C’était au douzième siècle, dans la ville de Kiev. Dès cette époque, les princes apanagés professaient, semble-t-il, vos théories sur la guerre. Ils pensaient que la discorde et la bataille réclament le chez soi[1]. Ils refusaient de se mettre en campagne contre les Polovtsi, par pitié pour le peuple et pour ne pas l’exposer aux souffrances de la guerre. Là-dessus, le grand prince Vladimir Monomach leur tint ce discours : « Vous plaignez les manants ; mais vous ne songez pas que voici le printemps qui arrive. Le manant dévorera les champs… »

LA DAME. – Je vous en prie, pas de vilains mots !

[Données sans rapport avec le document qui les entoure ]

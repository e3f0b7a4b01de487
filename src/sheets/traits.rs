//! Spreadsheet store abstraction.

use async_trait::async_trait;

use crate::error::SheetsError;

/// A named sub-table (tab) inside the spreadsheet document.
#[derive(Debug, Clone, PartialEq, Eq)]
pub struct PartitionHandle {
    pub name: String,
    pub sheet_id: i64,
}

/// Remote table operations needed by the writer.
///
/// Rows are 1-based as in A1 notation. Implementations perform no retries.
#[async_trait]
pub trait SheetStore: Send + Sync {
    /// Look up a partition by exact name.
    async fn find_partition(&self, name: &str) -> Result<Option<PartitionHandle>, SheetsError>;

    /// Create an empty partition. Fails if the name is already taken.
    async fn create_partition(&self, name: &str) -> Result<PartitionHandle, SheetsError>;

    /// Read `row_count` rows starting at row 1.
    async fn read_rows(
        &self,
        partition: &PartitionHandle,
        row_count: usize,
    ) -> Result<Vec<Vec<String>>, SheetsError>;

    /// Overwrite rows starting at row 1. Cells beginning with `=` are formulas.
    async fn write_rows(
        &self,
        partition: &PartitionHandle,
        rows: Vec<Vec<String>>,
    ) -> Result<(), SheetsError>;

    /// Append one row after the last non-empty row at or below `first_data_row`.
    /// Cells are stored verbatim.
    async fn append_row(
        &self,
        partition: &PartitionHandle,
        first_data_row: usize,
        row: Vec<String>,
    ) -> Result<(), SheetsError>;
}
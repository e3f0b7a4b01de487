//! Context enrichers: organization, vendor, submission date.

use chrono::{DateTime, FixedOffset};
use regex::Regex;

/// Suffixes removed from a bracketed organization name.
const ORGANIZATION_HONORIFICS: &[&str] = &["様", "御中", "さま"];

/// Pure text enrichers compiled once for a set of trigger phrases.
#[derive(Debug, Clone)]
pub struct ContextEnricher {
    organization: Regex,
    vendor: Vec<Regex>,
    offset: FixedOffset,
}

impl ContextEnricher {
    /// `trigger_phrases` anchor the vendor pattern (`<vendor>より…<phrase>`).
    pub fn new(trigger_phrases: &[String], offset: FixedOffset) -> Self {
        let vendor = trigger_phrases
            .iter()
            .filter(|p| !p.is_empty())
            .map(|phrase| {
                // Escaped phrase inside a fixed template; always valid.
                Regex::new(&format!(
                    r"([^\s【】]+?)[ \t\x{{3000}}]*より[^\n]*?{}",
                    regex::escape(phrase)
                ))
                .unwrap()
            })
            .collect();
        Self {
            organization: Regex::new(r"【([^】]*)】").unwrap(),
            vendor,
            offset,
        }
    }

    /// Name inside the first `【…】`, honorific removed; `""` if none.
    pub fn organization(&self, text: &str) -> String {
        let Some(inner) = self
            .organization
            .captures(text)
            .and_then(|c| c.get(1))
            .map(|m| m.as_str().trim())
        else {
            return String::new();
        };
        let mut name = inner;
        for suffix in ORGANIZATION_HONORIFICS {
            if let Some(stripped) = name.strip_suffix(suffix) {
                name = stripped.trim_end();
                break;
            }
        }
        name.to_string()
    }

    /// Text immediately before `より` on the trigger line; `None` if the
    /// lightweight pattern does not match.
    pub fn vendor(&self, text: &str) -> Option<String> {
        self.vendor.iter().find_map(|re| {
            re.captures(text)
                .and_then(|c| c.get(1))
                .map(|m| m.as_str().trim().to_string())
                .filter(|v| !v.is_empty())
        })
    }

    /// `YYYY-MM-DD` in the configured offset; `""` for a missing or
    /// out-of-range timestamp.
    pub fn submission_date(&self, timestamp: Option<f64>) -> String {
        format_submission_date(timestamp, self.offset)
    }
}

/// Convert epoch seconds to a calendar date in `offset`.
pub fn format_submission_date(timestamp: Option<f64>, offset: FixedOffset) -> String {
    let Some(ts) = timestamp.filter(|t| t.is_finite()) else {
        return String::new();
    };
    let secs = ts.floor();
    if secs < i64::MIN as f64 || secs > i64::MAX as f64 {
        return String::new();
    }
    DateTime::from_timestamp(secs as i64, 0)
        .map(|utc| utc.with_timezone(&offset).format("%Y-%m-%d").to_string())
        .unwrap_or_default()
}
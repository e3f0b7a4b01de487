//! Extraction merger.

use crate::extract::schema::ExtractedRecord;

/// Per field: model value if non-empty, else pattern value, else `""`.
pub fn merge(model: &ExtractedRecord, pattern: &ExtractedRecord) -> ExtractedRecord {
    ExtractedRecord::from_fn(|field| {
        let preferred = model.get(field).trim();
        if preferred.is_empty() {
            pattern.get(field).to_string()
        } else {
            preferred.to_string()
        }
    })
}
//! Sheet router & writer.
//!
//! One partition per routing key. Rows 1–2 are the header region: row 1 holds
//! a live row-count formula, row 2 the column labels. Both are rewritten on
//! every access so a schema change never leaves stale headers over new data.

use std::sync::Arc;

use tracing::{debug, info, warn};

use crate::error::SheetsError;
use crate::extract::schema::{ContextField, column_count, header_row};
use crate::pipeline::types::NormalizedRecord;
use crate::sheets::traits::{PartitionHandle, SheetStore};

/// Rows occupied by the header region.
pub const HEADER_ROWS: usize = 2;

/// First 1-based row of the data region.
pub const FIRST_DATA_ROW: usize = HEADER_ROWS + 1;

/// Characters the store does not accept in a tab name.
const FORBIDDEN_NAME_CHARS: &[char] = &['[', ']', '*', '?', '/', '\\', ':'];

/// Max tab name length.
const MAX_NAME_CHARS: usize = 100;

pub struct SheetRouter {
    store: Arc<dyn SheetStore>,
}

impl SheetRouter {
    pub fn new(store: Arc<dyn SheetStore>) -> Self {
        Self { store }
    }

    /// Get or create the partition for `routing_key` and assert its header.
    pub async fn resolve_partition(
        &self,
        routing_key: &str,
    ) -> Result<PartitionHandle, SheetsError> {
        let name = partition_name(routing_key);
        let handle = match self.store.find_partition(&name).await? {
            Some(handle) => handle,
            None => self.create_or_adopt(&name).await?,
        };
        self.assert_header(&handle).await?;
        Ok(handle)
    }

    /// Create `name`; if another writer created it between our lookup and
    /// the create call, use theirs.
    async fn create_or_adopt(&self, name: &str) -> Result<PartitionHandle, SheetsError> {
        info!(partition = %name, "Creating partition");
        let create_err = match self.store.create_partition(name).await {
            Ok(handle) => return Ok(handle),
            Err(e) => e,
        };
        match self.store.find_partition(name).await {
            Ok(Some(handle)) => {
                debug!(
                    partition = %name,
                    error = %create_err,
                    "Partition created concurrently; reusing"
                );
                Ok(handle)
            }
            _ => Err(create_err),
        }
    }

    /// Append `record` as one row at the end of the data region.
    pub async fn append_record(
        &self,
        partition: &PartitionHandle,
        record: &NormalizedRecord,
    ) -> Result<(), SheetsError> {
        self.store
            .append_row(partition, FIRST_DATA_ROW, record.to_row())
            .await?;
        debug!(partition = %partition.name, "Row appended");
        Ok(())
    }

    async fn assert_header(&self, partition: &PartitionHandle) -> Result<(), SheetsError> {
        let expected = header_rows();
        let current = self.store.read_rows(partition, HEADER_ROWS).await?;
        if !current.is_empty() && !same_cells(&current, &expected) {
            warn!(
                partition = %partition.name,
                "Header region differs from current schema; rewriting"
            );
        }
        self.store.write_rows(partition, expected).await
    }
}

/// The two header rows, padded to full width so stale cells are cleared.
pub fn header_rows() -> Vec<Vec<String>> {
    let width = column_count();
    let mut counter = vec![String::new(); width];
    counter[0] = row_count_formula();
    vec![counter, header_row()]
}

/// Counts filled cells in the always-populated routing key column.
fn row_count_formula() -> String {
    let column = column_letter(
        ContextField::ALL
            .iter()
            .position(|&f| f == ContextField::RoutingKey)
            .unwrap_or(0),
    );
    format!("=COUNTA({column}{FIRST_DATA_ROW}:{column})")
}

/// 0-based column index to A1 letters (`0` → `A`, `26` → `AA`).
pub fn column_letter(index: usize) -> String {
    let mut n = index + 1;
    let mut letters = Vec::new();
    while n > 0 {
        let rem = (n - 1) % 26;
        letters.push(char::from(b'A' + rem as u8));
        n = (n - 1) / 26;
    }
    letters.iter().rev().collect()
}

/// Tab name for a routing key.
///
/// Forbidden characters and `%` are percent-escaped, so distinct keys map to
/// distinct names up to the length cap. Plain Slack channel ids pass through
/// unchanged.
pub fn partition_name(routing_key: &str) -> String {
    let mut escaped = String::with_capacity(routing_key.len());
    for c in routing_key.trim().chars() {
        if c == '%' || FORBIDDEN_NAME_CHARS.contains(&c) {
            escaped.push_str(&format!("%{:02X}", u32::from(c)));
        } else {
            escaped.push(c);
        }
    }
    let capped: String = escaped.chars().take(MAX_NAME_CHARS).collect();
    if capped.is_empty() {
        "unknown".to_string()
    } else {
        capped
    }
}

/// Compare ignoring trailing empty cells and rows.
fn same_cells(a: &[Vec<String>], b: &[Vec<String>]) -> bool {
    fn trimmed(rows: &[Vec<String>]) -> Vec<Vec<&str>> {
        let mut out: Vec<Vec<&str>> = rows
            .iter()
            .map(|r| {
                let end = r.iter().rposition(|c| !c.is_empty()).map_or(0, |i| i + 1);
                r[..end].iter().map(String::as_str).collect()
            })
            .collect();
        while out.last().is_some_and(|r| r.is_empty()) {
            out.pop();
        }
        out
    }
    trimmed(a) == trimmed(b)
}

#[cfg(test)]
mod tests {
    use std::collections::HashSet;
    use std::sync::atomic::{AtomicBool, Ordering};

    use async_trait::async_trait;

    use super::*;
    use crate::extract::schema::{ExtractedRecord, SchemaField};
    use crate::pipeline::types::RecordContext;
    use crate::sheets::memory::MemorySheetStore;

    fn record(name: &str) -> NormalizedRecord {
        NormalizedRecord::new(
            RecordContext {
                routing_key: "C1".into(),
                ..Default::default()
            },
            ExtractedRecord::empty().with(SchemaField::Name, name),
        )
    }

    #[test]
    fn column_letters() {
        assert_eq!(column_letter(0), "A");
        assert_eq!(column_letter(3), "D");
        assert_eq!(column_letter(25), "Z");
        assert_eq!(column_letter(26), "AA");
        assert_eq!(column_letter(27), "AB");
    }

    #[test]
    fn partition_name_escapes_forbidden_characters() {
        assert_eq!(partition_name("C0123"), "C0123");
        assert_eq!(partition_name("a/b:c"), "a%2Fb%3Ac");
        assert_eq!(partition_name("  "), "unknown");
    }

    #[test]
    fn distinct_routing_keys_get_distinct_partitions() {
        let keys = ["a/b", "a_b", "a%2Fb", "a:b", "a[b]"];
        let names: HashSet<String> = keys.iter().map(|k| partition_name(k)).collect();
        assert_eq!(names.len(), keys.len());
    }

    #[test]
    fn header_rows_have_formula_and_labels() {
        let rows = header_rows();
        assert_eq!(rows.len(), HEADER_ROWS);
        assert_eq!(rows[0][0], "=COUNTA(D3:D)");
        assert_eq!(rows[0].len(), column_count());
        assert_eq!(rows[1], header_row());
    }

    #[tokio::test]
    async fn resolve_creates_partition_with_header() {
        let store = Arc::new(MemorySheetStore::new());
        let router = SheetRouter::new(store.clone());
        let handle = router.resolve_partition("C1").await.unwrap();
        assert_eq!(handle.name, "C1");
        assert_eq!(store.rows("C1").await.unwrap(), header_rows());
    }

    #[tokio::test]
    async fn resolve_reuses_partition_and_heals_header() {
        let store = Arc::new(MemorySheetStore::new());
        let first = store.create_partition("C1").await.unwrap();
        store
            .write_rows(&first, vec![vec!["stale".into()], vec!["old header".into()]])
            .await
            .unwrap();
        store
            .append_row(&first, FIRST_DATA_ROW, vec!["existing".into()])
            .await
            .unwrap();

        let router = SheetRouter::new(store.clone());
        let handle = router.resolve_partition("C1").await.unwrap();
        assert_eq!(handle, first);

        let rows = store.rows("C1").await.unwrap();
        assert_eq!(&rows[..2], header_rows().as_slice());
        assert_eq!(rows[2], vec!["existing".to_string()]);
        assert_eq!(store.partition_names().await, vec!["C1".to_string()]);
    }

    /// Reports a partition as missing on the first lookup, as a writer that
    /// lost the race to create it would see.
    struct LateLookupStore {
        inner: MemorySheetStore,
        first_lookup: AtomicBool,
    }

    #[async_trait]
    impl SheetStore for LateLookupStore {
        async fn find_partition(&self, name: &str) -> Result<Option<PartitionHandle>, SheetsError> {
            if self.first_lookup.swap(false, Ordering::SeqCst) {
                return Ok(None);
            }
            self.inner.find_partition(name).await
        }

        async fn create_partition(&self, name: &str) -> Result<PartitionHandle, SheetsError> {
            self.inner.create_partition(name).await
        }

        async fn read_rows(
            &self,
            partition: &PartitionHandle,
            row_count: usize,
        ) -> Result<Vec<Vec<String>>, SheetsError> {
            self.inner.read_rows(partition, row_count).await
        }

        async fn write_rows(
            &self,
            partition: &PartitionHandle,
            rows: Vec<Vec<String>>,
        ) -> Result<(), SheetsError> {
            self.inner.write_rows(partition, rows).await
        }

        async fn append_row(
            &self,
            partition: &PartitionHandle,
            first_data_row: usize,
            row: Vec<String>,
        ) -> Result<(), SheetsError> {
            self.inner.append_row(partition, first_data_row, row).await
        }
    }

    #[tokio::test]
    async fn concurrently_created_partition_is_adopted() {
        let store = Arc::new(LateLookupStore {
            inner: MemorySheetStore::new(),
            first_lookup: AtomicBool::new(true),
        });
        let existing = store.inner.create_partition("C1").await.unwrap();
        let router = SheetRouter::new(store.clone());
        router.append_record(&existing, &record("A")).await.unwrap();

        let handle = router.resolve_partition("C1").await.unwrap();
        assert_eq!(handle, existing);
        router.append_record(&handle, &record("B")).await.unwrap();

        let rows = store.inner.rows("C1").await.unwrap();
        assert_eq!(rows.len(), 4);
        assert_eq!(rows[2], record("A").to_row());
        assert_eq!(rows[3], record("B").to_row());
    }

    #[tokio::test]
    async fn create_failure_without_partition_is_surfaced() {
        let store = Arc::new(MemorySheetStore::new());
        store.set_fail_writes(true);
        let router = SheetRouter::new(store.clone());
        assert!(router.resolve_partition("C1").await.is_err());
        assert!(store.partition_names().await.is_empty());
    }

    #[tokio::test]
    async fn append_keeps_existing_rows_in_order() {
        let store = Arc::new(MemorySheetStore::new());
        let router = SheetRouter::new(store.clone());
        let handle = router.resolve_partition("C1").await.unwrap();
        router.append_record(&handle, &record("A")).await.unwrap();
        router.append_record(&handle, &record("B")).await.unwrap();

        let rows = store.rows("C1").await.unwrap();
        assert_eq!(rows.len(), 4);
        assert_eq!(rows[2], record("A").to_row());
        assert_eq!(rows[3], record("B").to_row());
    }

    #[tokio::test]
    async fn append_failure_is_surfaced() {
        let store = Arc::new(MemorySheetStore::new());
        let router = SheetRouter::new(store.clone());
        let handle = router.resolve_partition("C1").await.unwrap();
        store.set_fail_writes(true);
        assert!(router.append_record(&handle, &record("A")).await.is_err());
    }

    #[test]
    fn same_cells_ignores_trailing_blanks() {
        let a = vec![vec!["x".to_string(), String::new()], vec![]];
        let b = vec![vec!["x".to_string()]];
        assert!(same_cells(&a, &b));
        assert!(!same_cells(&a, &[vec!["y".to_string()]]));
    }
}
//! LLM provider trait and request/response types.

use async_trait::async_trait;

use crate::error::LlmError;

/// Role of a chat message.
#[derive(Debug, Clone, Copy, PartialEq, Eq)]
pub enum Role {
    System,
    User,
}

/// One message in a completion request.
#[derive(Debug, Clone)]
pub struct ChatMessage {
    pub role: Role,
    pub content: String,
}

impl ChatMessage {
    pub fn system(content: impl Into<String>) -> Self {
        Self {
            role: Role::System,
            content: content.into(),
        }
    }

    pub fn user(content: impl Into<String>) -> Self {
        Self {
            role: Role::User,
            content: content.into(),
        }
    }
}

/// A single-turn completion request.
#[derive(Debug, Clone)]
pub struct CompletionRequest {
    pub messages: Vec<ChatMessage>,
    pub temperature: Option<f32>,
    pub max_tokens: Option<u32>,
}

impl CompletionRequest {
    pub fn new(messages: Vec<ChatMessage>) -> Self {
        Self {
            messages,
            temperature: None,
            max_tokens: None,
        }
    }

    pub fn with_temperature(mut self, temperature: f32) -> Self {
        self.temperature = Some(temperature);
        self
    }

    pub fn with_max_tokens(mut self, max_tokens: u32) -> Self {
        self.max_tokens = Some(max_tokens);
        self
    }

    /// Concatenated system messages.
    pub fn system_prompt(&self) -> String {
        self.joined(Role::System)
    }

    /// Concatenated user messages.
    pub fn user_prompt(&self) -> String {
        self.joined(Role::User)
    }

    fn joined(&self, role: Role) -> String {
        self.messages
            .iter()
            .filter(|m| m.role == role)
            .map(|m| m.content.as_str())
            .collect::<Vec<_>>()
            .join("\n\n")
    }
}

/// Text returned by a provider.
#[derive(Debug, Clone)]
pub struct CompletionResponse {
    pub content: String,
}

/// A text-completion backend.
#[async_trait]
pub trait LlmProvider: Send + Sync {
    /// Model identifier, for logs.
    fn model_name(&self) -> &str;

    /// Run one completion.
    async fn complete(&self, request: CompletionRequest) -> Result<CompletionResponse, LlmError>;
}

/// Provider used when no extraction service is configured. Every call fails,
/// which callers treat as "no model assistance".
pub struct DisabledProvider;

#[async_trait]
impl LlmProvider for DisabledProvider {
    fn model_name(&self) -> &str {
        "disabled"
    }

    async fn complete(&self, _request: CompletionRequest) -> Result<CompletionResponse, LlmError> {
        Err(LlmError::Disabled {
            provider: "none".to_string(),
        })
    }
}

M. Z… – Mais c’est dans la Chronique.

LA DAME. – Mais vous ne la savez pas tout entière par cœur. Employez votre langage. Après un début tel que : « Le printemps arrive », on prévoit une suite comme celle-ci : « Les fleurs s’ouvrent, le rossignol commence à chanter, et tout à coup voici le manant, l’homme qui sent mauvais… »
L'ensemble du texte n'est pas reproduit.